Nanovehicles could one day be used to build memory devices, buildings

Lucas Mearian

December 18, 2008 (Computerworld) The inventor of a car slightly wider than a

strand of DNA took the top prize in nanotechnologies this week. James Tour, a

professor of chemistry at Rice University, won the Foresight Institute Feynman

Prize for experimental nanotechnology for his nanocar, which is four nanometers

across and includes a chassis with an engine, a pivoting suspension and

rotating axles attached to rolling buckyball wheels, each made of 60 carbon

atoms.

Tour and his team of postgraduate and postdoctoral researchers not only built a

car, but also constructed a nanotruck capable of carrying a payload. Asked why

he did it, Tour's answer was simple: so that we can someday construct buildings

and other large objects with molecular-size vehicles.

James Tour's nanocar in action

James Tour's nanocar in action

Click to view slide show of nanocar images

It took Tour and his team eight years to build the car. One of the significant

challenges was attaching the wheels because the buckyballs had the adverse

affect of shutting down the binding property -- the palladium reaction -- used

to form the rest of the vehicle.

Over the next 30 years, Tour's nanotechnology could produce quantum-dot memory,

which involves stringing together metal atoms in patterns that could then store

data. Each quantum dot would consist of 50 metal atoms, he said.

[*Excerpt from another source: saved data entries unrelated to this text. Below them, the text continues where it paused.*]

//! Portfolio health score and drift classification.
//!
//! Both are pure functions of each position's current and target percent.

use std::fmt;

use crate::result::CalculatedPosition;

/// Display bucket shared by health ratings and drift statuses.
#[derive(Clone, Copy, Debug, PartialEq, Eq, Hash)]
#[cfg_attr(feature = "serde", derive(serde::Serialize, serde::Deserialize))]
#[cfg_attr(feature = "serde", serde(rename_all = "lowercase"))]
pub enum StatusColor {
    Green,
    Blue,
    Yellow,
    Red,
}

impl fmt::Display for StatusColor {
    fn fmt(&self, f: &mut fmt::Formatter<'_>) -> fmt::Result {
        match self {
            StatusColor::Green => write!(f, "green"),
            StatusColor::Blue => write!(f, "blue"),
            StatusColor::Yellow => write!(f, "yellow"),
            StatusColor::Red => write!(f, "red"),
        }
    }
}

#[derive(Clone, Copy, Debug, PartialEq, Eq, Hash)]
#[cfg_attr(feature = "serde", derive(serde::Serialize, serde::Deserialize))]
pub enum HealthRating {
    Excellent,
    Good,
    Fair,
    #[cfg_attr(feature = "serde", serde(rename = "Needs Attention"))]
    NeedsAttention,
}

impl HealthRating {
    fn from_score(score: u8) -> Self {
        match score {
            90.. => HealthRating::Excellent,
            70..=89 => HealthRating::Good,
            50..=69 => HealthRating::Fair,
            _ => HealthRating::NeedsAttention,
        }
    }

    pub fn color(self) -> StatusColor {
        match self {
            HealthRating::Excellent => StatusColor::Green,
            HealthRating::Good => StatusColor::Blue,
            HealthRating::Fair => StatusColor::Yellow,
            HealthRating::NeedsAttention => StatusColor::Red,
        }
    }
}

impl fmt::Display for HealthRating {
    fn fmt(&self, f: &mut fmt::Formatter<'_>) -> fmt::Result {
        match self {
            HealthRating::Excellent => write!(f, "Excellent"),
            HealthRating::Good => write!(f, "Good"),
            HealthRating::Fair => write!(f, "Fair"),
            HealthRating::NeedsAttention => write!(f, "Needs Attention"),
        }
    }
}

/// 0-100 composite score with one issue per applied penalty.
#[derive(Clone, Debug, PartialEq)]
#[cfg_attr(feature = "serde", derive(serde::Serialize, serde::Deserialize))]
pub struct HealthScore {
    pub score: u8,
    pub issues: Vec<String>,
    pub rating: HealthRating,
    pub color: StatusColor,
}

#[derive(Clone, Copy, Debug, PartialEq, Eq, Hash)]
#[cfg_attr(feature = "serde", derive(serde::Serialize, serde::Deserialize))]
pub enum DriftStatus {
    Minimal,
    Moderate,
    Significant,
    High,
}

impl fmt::Display for DriftStatus {
    fn fmt(&self, f: &mut fmt::Formatter<'_>) -> fmt::Result {
        match self {
            DriftStatus::Minimal => write!(f, "Minimal"),
            DriftStatus::Moderate => write!(f, "Moderate"),
            DriftStatus::Significant => write!(f, "Significant"),
            DriftStatus::High => write!(f, "High"),
        }
    }
}

/// Aggregate allocation drift in percentage points.
#[derive(Clone, Copy, Debug, PartialEq)]
#[cfg_attr(feature = "serde", derive(serde::Serialize, serde::Deserialize))]
pub struct Drift {
    pub percentage: f64,
    pub status: DriftStatus,
    pub color: StatusColor,
}

/// `Σ|current - target| / 2`.
///
/// Halved because with both sides summing to 100 every overweight point is
/// matched by an underweight point elsewhere.
pub fn total_drift(positions: &[CalculatedPosition]) -> f64 {
    positions
        .iter()
        .map(|p| (p.current_percent - p.target_percent).abs())
        .sum::<f64>()
        / 2.0
}

/// Score a plan's positions for concentration, drift and diversification.
///
/// Penalties stack: concentration (up to 30), drift (5, 15 or 25) and
/// position count (20 below three positions, 10 above twenty).
pub fn calculate_portfolio_health(positions: &[CalculatedPosition]) -> HealthScore {
    let mut score = 100.0_f64;
    let mut issues = Vec::new();

    let max_position = positions
        .iter()
        .map(|p| p.current_percent)
        .fold(f64::NEG_INFINITY, f64::max);
    if max_position > 70.0 {
        score -= ((max_position - 70.0) * 2.0).min(30.0);
        issues.push(format!(
            "High concentration: {max_position:.1}% in one position"
        ));
    } else if max_position > 50.0 {
        score -= (max_position - 50.0).min(15.0);
        issues.push("Moderate concentration in top position".to_string());
    }

    let drift = total_drift(positions);
    if drift > 20.0 {
        score -= 25.0;
        issues.push(format!("High portfolio drift: {drift:.1}%"));
    } else if drift > 10.0 {
        score -= 15.0;
        issues.push(format!("Moderate portfolio drift: {drift:.1}%"));
    } else if drift > 5.0 {
        score -= 5.0;
        issues.push(format!("Minor portfolio drift: {drift:.1}%"));
    }

    let count = positions.len();
    if count < 3 {
        score -= 20.0;
        let plural = if count == 1 { "" } else { "s" };
        issues.push(format!(
            "Low diversification: only {count} position{plural}"
        ));
    } else if count > 20 {
        score -= 10.0;
        issues.push(format!("Over-diversification: {count} positions"));
    }

    let score = score.round().clamp(0.0, 100.0) as u8;
    let rating = HealthRating::from_score(score);

    HealthScore {
        score,
        issues,
        rating,
        color: rating.color(),
    }
}

/// Classify total drift: under 5 minimal, under 10 moderate, under 20
/// significant, otherwise high.
pub fn calculate_drift(positions: &[CalculatedPosition]) -> Drift {
    let percentage = total_drift(positions);
    let (status, color) = if percentage < 5.0 {
        (DriftStatus::Minimal, StatusColor::Green)
    } else if percentage < 10.0 {
        (DriftStatus::Moderate, StatusColor::Yellow)
    } else if percentage < 20.0 {
        (DriftStatus::Significant, StatusColor::Red)
    } else {
        (DriftStatus::High, StatusColor::Red)
    };

    Drift {
        percentage,
        status,
        color,
    }
}

#[cfg(test)]
mod tests {
    use super::*;
    use crate::types::Action;

    fn at(current: f64, target: f64) -> CalculatedPosition {
        CalculatedPosition {
            ticker: "X".into(),
            current_amount: current,
            current_percent: current,
            target_percent: target,
            target_amount: target,
            difference: target - current,
            action: Action::from_difference(target - current),
            new_amount: None,
            new_percent: None,
        }
    }

    #[test]
    fn perfect_portfolio_scores_100() {
        let positions = vec![at(40.0, 40.0), at(35.0, 35.0), at(25.0, 25.0)];
        let health = calculate_portfolio_health(&positions);

        assert_eq!(health.score, 100);
        assert!(health.issues.is_empty());
        assert_eq!(health.rating, HealthRating::Excellent);
        assert_eq!(health.color, StatusColor::Green);
    }

    #[test]
    fn high_concentration_penalty_is_capped() {
        // 90% in one position: (90-70)*2 = 40 → capped at 30
        let positions = vec![at(90.0, 90.0), at(5.0, 5.0), at(5.0, 5.0)];
        let health = calculate_portfolio_health(&positions);

        assert_eq!(health.score, 70);
        assert_eq!(health.issues, vec!["High concentration: 90.0% in one position"]);
        assert_eq!(health.rating, HealthRating::Good);
        assert_eq!(health.color, StatusColor::Blue);
    }

    #[test]
    fn moderate_concentration() {
        let positions = vec![at(60.0, 60.0), at(20.0, 20.0), at(20.0, 20.0)];
        let health = calculate_portfolio_health(&positions);

        assert_eq!(health.score, 90);
        assert_eq!(health.issues, vec!["Moderate concentration in top position"]);
    }

    #[test]
    fn drift_tiers() {
        // drift 6 → minor
        let minor = vec![at(46.0, 40.0), at(29.0, 35.0), at(25.0, 25.0)];
        assert_eq!(calculate_portfolio_health(&minor).score, 95);

        // drift 12 → moderate
        let moderate = vec![at(47.0, 35.0), at(23.0, 35.0), at(30.0, 30.0)];
        let health = calculate_portfolio_health(&moderate);
        assert_eq!(health.score, 85);
        assert_eq!(health.issues, vec!["Moderate portfolio drift: 12.0%"]);

        // drift 25 → high
        let high = vec![at(45.0, 20.0), at(15.0, 40.0), at(40.0, 40.0)];
        let health = calculate_portfolio_health(&high);
        assert_eq!(health.score, 75);
        assert_eq!(health.issues, vec!["High portfolio drift: 25.0%"]);
    }

    #[test]
    fn penalties_stack() {
        // two positions, 80% concentration (-20), drift 30 (-25), count (-20)
        let positions = vec![at(80.0, 50.0), at(20.0, 50.0)];
        let health = calculate_portfolio_health(&positions);

        assert_eq!(health.score, 35);
        assert_eq!(health.issues.len(), 3);
        assert_eq!(health.issues[2], "Low diversification: only 2 positions");
        assert_eq!(health.rating, HealthRating::NeedsAttention);
        assert_eq!(health.color, StatusColor::Red);
    }

    #[test]
    fn single_position_wording() {
        let health = calculate_portfolio_health(&[at(100.0, 100.0)]);
        assert!(health.issues.contains(&"Low diversification: only 1 position".to_string()));
        // -30 concentration, -20 count
        assert_eq!(health.score, 50);
        assert_eq!(health.rating, HealthRating::Fair);
    }

    #[test]
    fn over_diversified() {
        let positions: Vec<_> = (0..25).map(|_| at(4.0, 4.0)).collect();
        let health = calculate_portfolio_health(&positions);
        assert_eq!(health.score, 90);
        assert_eq!(health.issues, vec!["Over-diversification: 25 positions"]);
    }

    #[test]
    fn empty_list_only_pays_diversification() {
        let health = calculate_portfolio_health(&[]);
        assert_eq!(health.score, 80);
        assert_eq!(health.issues, vec!["Low diversification: only 0 positions"]);
    }

    #[test]
    fn all_penalties_on_one_position() {
        let positions = vec![at(100.0, 0.0)];
        // -30 concentration, -25 drift, -20 count
        assert_eq!(calculate_portfolio_health(&positions).score, 25);
    }

    #[test]
    fn fractional_score_rounds() {
        // 55.4% top position → -5.4 → 94.6 → 95
        let positions = vec![at(55.4, 55.4), at(24.6, 24.6), at(20.0, 20.0)];
        assert_eq!(calculate_portfolio_health(&positions).score, 95);
    }

    #[test]
    fn drift_classification() {
        let d = calculate_drift(&[at(52.0, 50.0), at(48.0, 50.0)]);
        assert_eq!(d.percentage, 2.0);
        assert_eq!(d.status, DriftStatus::Minimal);
        assert_eq!(d.color, StatusColor::Green);

        let d = calculate_drift(&[at(57.0, 50.0), at(43.0, 50.0)]);
        assert_eq!(d.status, DriftStatus::Moderate);
        assert_eq!(d.color, StatusColor::Yellow);

        let d = calculate_drift(&[at(60.0, 50.0), at(40.0, 50.0)]);
        assert_eq!(d.status, DriftStatus::Significant);
        assert_eq!(d.color, StatusColor::Red);

        let d = calculate_drift(&[at(70.0, 50.0), at(30.0, 50.0)]);
        assert_eq!(d.status, DriftStatus::High);
        assert_eq!(d.color, StatusColor::Red);
    }
}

Of course, that's a long way off, Tour acknowledged. He hasn't even patented

the technology because by the time it could be used to make money, the patents

would be expired. And we're not talking about a few nanotrucks carrying metal

atoms to construct skyscrapers but 1023 or more vehicles, all carrying

nanoparticles in orchestration, he said.

Until now, engineers have built things by taking larger objects and cutting

them down to make smaller ones, Tour said. For example, trees are cut down to

make tables, and as such, large silicon wafers are cut away to make

transistors. But in the future, things will be built not from the top down, but

the bottom up -- as in nature.

Tour pointed to hemoglobin as an example. Each heme group -- containing one

iron atom -- carries only one molecule of oxygen, but billions of them go back

and forth carrying oxygen from our lungs to the cells crying out for it. And on

the way back out of the cells, the hemes detoxify by carrying out CO2. In the

same way, nanovehicles could carry atoms to construct objects.

While self-assembling machines have been theorized for years, Tour argues that

they can't succeed in creating complex structures, such as metals, because

complex structures have many irregular segments to them.

"For example, nature builds by self-assembly but also by enzymatic assembly.

Enzymes are natures nanomachines. They take molecules and stitch them together

in nonperiodic patterns," Tour said. "That's what you need for complex

assembly."

While enzymes don't work well outside of a biological host, if nano-size

machines can be built that can pick up small objects like a molecule, bring

them into place, attach them, and then go and pick up another one and put that

in place, "then we can do exactly what enzymes do," he said.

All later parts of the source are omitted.